What to produce.
When you come to the line with "handed to callers", begin repeating; continue exactly through the final line of the records and include nothing from before.

Records.

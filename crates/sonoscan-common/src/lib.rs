//! Sonoscan-Common: shared value types for the scanner.
//!
//! - **Layout**: [`AudioLayout`], the terminal output of every container parser
//! - **Tags**: [`TagValue`] and [`TagMap`], the dictionary handed to callers
//! - **Formats**: [`AudioFormat`] and extension-based hints in [`paths`]
//!
//! # Examples
//!
//! ```
//! use sonoscan_common::{AudioFormat, TagMap, TagValue};
//! use sonoscan_common::paths::format_from_extension;
//! use std::path::Path;
//!
//! assert_eq!(format_from_extension(Path::new("song.m4a")), Some(AudioFormat::Mp4));
//!
//! let mut tags = TagMap::new();
//! tags.insert("TITLE".to_string(), TagValue::from("Intro"));
//! ```

pub mod paths;
pub mod types;

pub use types::*;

Answer for this exercise.
//! - **Tags**: [`TagValue`] and [`TagMap`], the dictionary handed to callers
//! - **Formats**: [`AudioFormat`] and extension-based hints in [`paths`]
//!
//! # Examples
//!
//! ```
//! use sonoscan_common::{AudioFormat, TagMap, TagValue};
//! use sonoscan_common::paths::format_from_extension;
//! use std::path::Path;
//!
//! assert_eq!(format_from_extension(Path::new("song.m4a")), Some(AudioFormat::Mp4));
//!
//! let mut tags = TagMap::new();
//! tags.insert("TITLE".to_string(), TagValue::from("Intro"));
//! ```

pub mod paths;
pub mod types;

pub use types::*;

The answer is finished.